Filed under: General,Law & Courts — Downunder @ 9:19 am Thu 2nd August 2007

Attempt to improve breast feeders’ rights

Labour MP Steve Chadwick has drawn up legislation which will make it illegal to ask someone not to breastfeed.

The passage of this legislation could be quite interesting. Lets look at some of the other considerations that need to be taken into account, in particular the breast feedees rights.

You may be aware that some women should not breast feed. Their breast milk is so weak that when they are feeding, although they are producing sufficient quantity of milk, the quality of the milk is so low; they are effectively starving their child. This initially would be detected by a plunket nurse through failure to increase weight. If not, the baby’s condition will deteriorate to a semi comatose state through malnutrition. Yes this is a condition that even our own Star Ship hospital has seen.

If the State is going to take breast feeding into the legislative path other issues will need to be considered.

Firstly the quality of the breast milk. Should women have to past a breast milk quality test to ensure that the child is not abused by legal breast feeding in public.

Should women be certified to breast feed in public?
Look at the situation where you know that your partner should not be breast feeding but feeding formula, but just wants to be like her friends and feed in public.

Should there be a defence for a father to stop legal breast feeding in the interests of the child, or does he have to report this to cyps. ?

Should cyps have a register of women not authorised to provide breast milk to their baby.

In certain cases ie mothers known to be taking drugs or women inclined not to look after themselves who have border line results for breast milk quality have weekly tests for breast milk quality and drug contamination.

Should women who have drug contamination in their breast milk have their benefit reduced by the cost of formula and given formula vouchers to ensure the baby is feed.

If you are breast feeding in private the state has to rely on the integrity of the individuals involved. If you are breast feeding in public by law then the state has to take total responsibility for the wellbeing of the child.

Seems there could be more to this bill than meets the eye.


  1. What do you call a feminist breastfeeding in public? –

    a storm in a D cup.

    Comment by Stephen — Thu 2nd August 2007 @ 10:47 am

  2. Yo, good joke but. What do you think the penalty would, could or should be for a woman who without permission feeds another womans child. This is what my ex did once to quieten down a friends child when she was babysiting. Her friend when she found out was horrified!

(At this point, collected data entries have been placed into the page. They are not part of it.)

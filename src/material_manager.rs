use std::collections::HashMap;
use std::path::{Path, PathBuf};

use id_arena::{Arena, Id};

use crate::color::Color;

pub type MaterialId = Id<Material>;
pub type TextureId = Id<TextureSlot>;

#[derive(Debug, Clone, Copy, PartialEq, Eq, Hash)]
pub enum MaterialKind {
    /// Lit by every light in the scene.
    Standard,
    /// Unlit, shows its colour and map as-is.
    Basic,
}

#[derive(Debug, Clone, Copy, PartialEq, Eq, Hash)]
pub enum Side {
    Front,
    Back,
    Double,
}

#[derive(Debug, Clone, Copy, PartialEq, Eq, Hash)]
pub enum ColorSpace {
    Srgb,
    Linear,
}

#[derive(Debug, Clone)]
pub struct Material {
    pub name: String,
    pub kind: MaterialKind,
    pub color: Color,
    pub map: Option<TextureId>,
    pub side: Side,
    pub depth_test: bool,
    pub roughness: f32,
    pub metalness: f32,
    needs_update: bool,
}

impl Material {
    pub fn standard(name: impl Into<String>) -> Self {
        Self {
            name: name.into(),
            kind: MaterialKind::Standard,
            color: Color::WHITE,
            map: None,
            side: Side::Front,
            depth_test: true,
            roughness: 1.0,
            metalness: 0.0,
            needs_update: true,
        }
    }

    pub fn basic(name: impl Into<String>) -> Self {
        Self {
            kind: MaterialKind::Basic,
            ..Self::standard(name)
        }
    }

    pub fn with_color(mut self, color: Color) -> Self {
        self.color = color;
        self
    }

    pub fn with_map(mut self, map: impl Into<Option<TextureId>>) -> Self {
        self.map = map.into();
        self
    }

    pub fn with_side(mut self, side: Side) -> Self {
        self.side = side;
        self
    }

    pub fn without_depth_test(mut self) -> Self {
        self.depth_test = false;
        self
    }

    /// Swaps the texture and flags the material for re-upload.
    pub fn set_map(&mut self, map: Option<TextureId>) {
        self.map = map;
        self.needs_update = true;
    }

    pub fn set_roughness(&mut self, roughness: f32) {
        self.roughness = roughness;
        self.needs_update = true;
    }

    pub fn needs_update(&self) -> bool {
        self.needs_update
    }

    /// Clears the update flag, returning whether it was set.
    pub fn take_needs_update(&mut self) -> bool {
        std::mem::take(&mut self.needs_update)
    }
}

/// Decoded RGBA8 pixels.
#[derive(Debug, Clone, PartialEq)]
pub struct TextureData {
    pub width: u32,
    pub height: u32,
    pub pixels: Vec<u8>,
}

impl TextureData {
    pub fn from_rgba_image(image: image::RgbaImage) -> Self {
        Self {
            width: image.width(),
            height: image.height(),
            pixels: image.into_raw(),
        }
    }

    pub fn from_gltf_image(data: gltf::image::Data) -> anyhow::Result<Self> {
        use gltf::image::Format;

        let pixels = match data.format {
            Format::R8G8B8A8 => data.pixels,
            Format::R8G8B8 => data
                .pixels
                .chunks_exact(3)
                .flat_map(|rgb| [rgb[0], rgb[1], rgb[2], 255])
                .collect(),
            Format::R8 => data.pixels.iter().flat_map(|&l| [l, l, l, 255]).collect(),
            Format::R8G8 => data
                .pixels
                .chunks_exact(2)
                .flat_map(|la| [la[0], la[0], la[0], la[1]])
                .collect(),
            other => anyhow::bail!("Unsupported glTF image format: {:?}", other),
        };

        Ok(Self {
            width: data.width,
            height: data.height,
            pixels,
        })
    }
}

/// CPU side of a texture. The data may arrive after the slot is created.
#[derive(Debug)]
pub struct TextureSlot {
    pub name: String,
    pub color_space: ColorSpace,
    pub path: Option<PathBuf>,
    data: Option<TextureData>,
    version: u64,
}

impl TextureSlot {
    pub fn data(&self) -> Option<&TextureData> {
        self.data.as_ref()
    }

    pub fn is_loaded(&self) -> bool {
        self.data.is_some()
    }

    /// Bumped on every write, so the renderer knows when to upload.
    pub fn version(&self) -> u64 {
        self.version
    }

    pub fn set_data(&mut self, data: TextureData) {
        self.data = Some(data);
        self.version += 1;
    }
}

pub struct TextureManager {
    textures: Arena<TextureSlot>,
    by_path: HashMap<PathBuf, TextureId>,
}

impl TextureManager {
    pub fn new() -> Self {
        Self {
            textures: Arena::new(),
            by_path: HashMap::new(),
        }
    }

    pub fn create(&mut self, name: impl Into<String>, color_space: ColorSpace) -> TextureId {
        self.textures.alloc(TextureSlot {
            name: name.into(),
            color_space,
            path: None,
            data: None,
            version: 0,
        })
    }

    /// Returns the slot for `path`, creating an empty one on first use.
    /// The bool is true when the caller should start loading it.
    pub fn create_for_path(&mut self, path: &Path, color_space: ColorSpace) -> (TextureId, bool) {
        if let Some(id) = self.by_path.get(path) {
            return (*id, false);
        }

        let id = self.textures.alloc(TextureSlot {
            name: path.to_string_lossy().into_owned(),
            color_space,
            path: Some(path.to_path_buf()),
            data: None,
            version: 0,
        });
        self.by_path.insert(path.to_path_buf(), id);
        (id, true)
    }

    pub fn get(&self, id: TextureId) -> Option<&TextureSlot> {
        self.textures.get(id)
    }

    pub fn set_data(&mut self, id: TextureId, data: TextureData) {
        if let Some(slot) = self.textures.get_mut(id) {
            slot.set_data(data);
        }
    }

    pub fn iter(&self) -> impl Iterator<Item = (TextureId, &TextureSlot)> {
        self.textures.iter()
    }
}

#[derive(Debug, Clone, PartialEq, Eq, Hash)]
pub struct GltfMaterialKey {
    pub file_name: String,
    pub material_name: String,
}

pub struct MaterialManager {
    materials: Arena<Material>,
    materials_by_gltf: HashMap<GltfMaterialKey, MaterialId>,
}

impl MaterialManager {
    pub fn new() -> Self {
        Self {
            materials: Arena::new(),
            materials_by_gltf: HashMap::new(),
        }
    }

    pub fn add_material(&mut self, material: Material) -> MaterialId {
        self.materials.alloc(material)
    }

    pub fn get(&self, id: MaterialId) -> Option<&Material> {
        self.materials.get(id)
    }

    pub fn get_mut(&mut self, id: MaterialId) -> Option<&mut Material> {
        self.materials.get_mut(id)
    }

    pub fn iter(&self) -> impl Iterator<Item = (MaterialId, &Material)> {
        self.materials.iter()
    }

    pub fn iter_mut(&mut self) -> impl Iterator<Item = (MaterialId, &mut Material)> {
        self.materials.iter_mut()
    }

    /// Imports every material of a glTF file. Base colour textures are decoded
    /// into new texture slots; other texture channels are ignored.
    pub fn load_all_materials_from_gltf(
        &mut self,
        textures: &mut TextureManager,
        file_name: &str,
        document: &gltf::Document,
        images: &[gltf::image::Data],
    ) -> Vec<MaterialId> {
        let mut ids = Vec::with_capacity(document.materials().len());

        for material in document.materials() {
            let material_name = material
                .name()
                .map(String::from)
                .unwrap_or_else(|| format!("Material {}", material.index().unwrap_or(0)));

            let key = GltfMaterialKey {
                file_name: file_name.to_string(),
                material_name: material_name.clone(),
            };

            if let Some(id) = self.materials_by_gltf.get(&key) {
                ids.push(*id);
                continue;
            }

            let pbr = material.pbr_metallic_roughness();
            let [r, g, b, _] = pbr.base_color_factor();

            let map = pbr.base_color_texture().and_then(|info| {
                let image_index = info.texture().source().index();
                // Images can be shared between materials, so they are copied.
                let image = images.get(image_index)?.clone();

                match TextureData::from_gltf_image(image) {
                    Ok(data) => {
                        let id = textures.create(
                            format!("{file_name}/{material_name} (base color)"),
                            ColorSpace::Srgb,
                        );
                        textures.set_data(id, data);
                        Some(id)
                    }
                    Err(e) => {
                        log::error!("{file_name}/{material_name}: {e}");
                        None
                    }
                }
            });

            let side = if material.double_sided() {
                Side::Double
            } else {
                Side::Front
            };

            let mut imported = Material::standard(material_name)
                .with_color(Color(glam::Vec3::new(r, g, b)))
                .with_side(side);
            imported.map = map;
            imported.roughness = pbr.roughness_factor();
            imported.metalness = pbr.metallic_factor();

            let id = self.add_material(imported);
            self.materials_by_gltf.insert(key, id);
            ids.push(id);
        }

        ids
    }
}

#[cfg(test)]
mod tests {
    use super::*;

    #[test]
    fn set_map_flags_material_for_upload() {
        let mut textures = TextureManager::new();
        let first = textures.create("first", ColorSpace::Linear);
        let second = textures.create("second", ColorSpace::Linear);

        let mut material = Material::standard("wall").with_map(first);
        assert!(material.take_needs_update());
        assert!(!material.needs_update());

        material.set_map(Some(second));

        assert_eq!(material.map, Some(second));
        assert!(material.needs_update());
        assert!(material.take_needs_update());
        assert!(!material.needs_update());
    }

    #[test]
    fn texture_versions_bump_on_each_write() {
        let mut textures = TextureManager::new();
        let id = textures.create("screen", ColorSpace::Srgb);
        assert!(!textures.get(id).unwrap().is_loaded());
        assert_eq!(textures.get(id).unwrap().version(), 0);

        let frame = TextureData {
            width: 1,
            height: 1,
            pixels: vec![1, 2, 3, 255],
        };
        textures.set_data(id, frame.clone());
        textures.set_data(id, frame.clone());

        let slot = textures.get(id).unwrap();
        assert_eq!(slot.version(), 2);
        assert_eq!(slot.data(), Some(&frame));
    }

    #[test]
    fn paths_share_a_slot() {
        let mut textures = TextureManager::new();
        let path = Path::new("assets/door-texture.jpg");

        let (a, load_a) = textures.create_for_path(path, ColorSpace::Srgb);
        let (b, load_b) = textures.create_for_path(path, ColorSpace::Srgb);

        assert_eq!(a, b);
        assert!(load_a);
        assert!(!load_b);
    }

    #[test]
    fn rgb_gltf_images_are_expanded_to_rgba() {
        let data = gltf::image::Data {
            pixels: vec![10, 20, 30, 40, 50, 60],
            format: gltf::image::Format::R8G8B8,
            width: 2,
            height: 1,
        };

        let texture = TextureData::from_gltf_image(data).unwrap();
        assert_eq!(texture.pixels, vec![10, 20, 30, 255, 40, 50, 60, 255]);
    }
}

    Comment by Rasberries — Thu 2nd August 2007 @ 5:20 pm

  3. Bevan,

    the questions you ask here are surely procedural divisions and if contracted holistically into the end definition of the Act, serve as a cross purpose of simplicity to legislation.

    I am asking a question in this where my experience of separation through legislation is limited and cynical: which raises a point on the construction of NZ legislation if not that of other countries.

    Let’s take the Care of Children Bill and your complaint before the Human Rights Commission. You complained that it interferred in the unfettered relationship between son and daughter with their biological parent. Yet this was difficult to see fromt he legislation as it had been crafted in carefully to work its way out of view.

    In its former and original draft the wording came under heavy criticism from the opposition where the idea gave a woman rthe scope to call herself a “father”. This was met with outright ridicule in the House so was quickly recrafted. Yet the concept remained – it was just tweaked to make a different noise if ever it was squeezed. And you squeezed, ineffectively.

    Still the point is that the words of legislation as that example proves hide
    interpretations from the open scrutiny of the ordinary public and your questions that you ask are in the same field. It seems to me that you are attempting to infer the same kind of condition into this legislation that is built to marginalise (for example) fathers – yet are not clear that this is what you are challenging by your questions.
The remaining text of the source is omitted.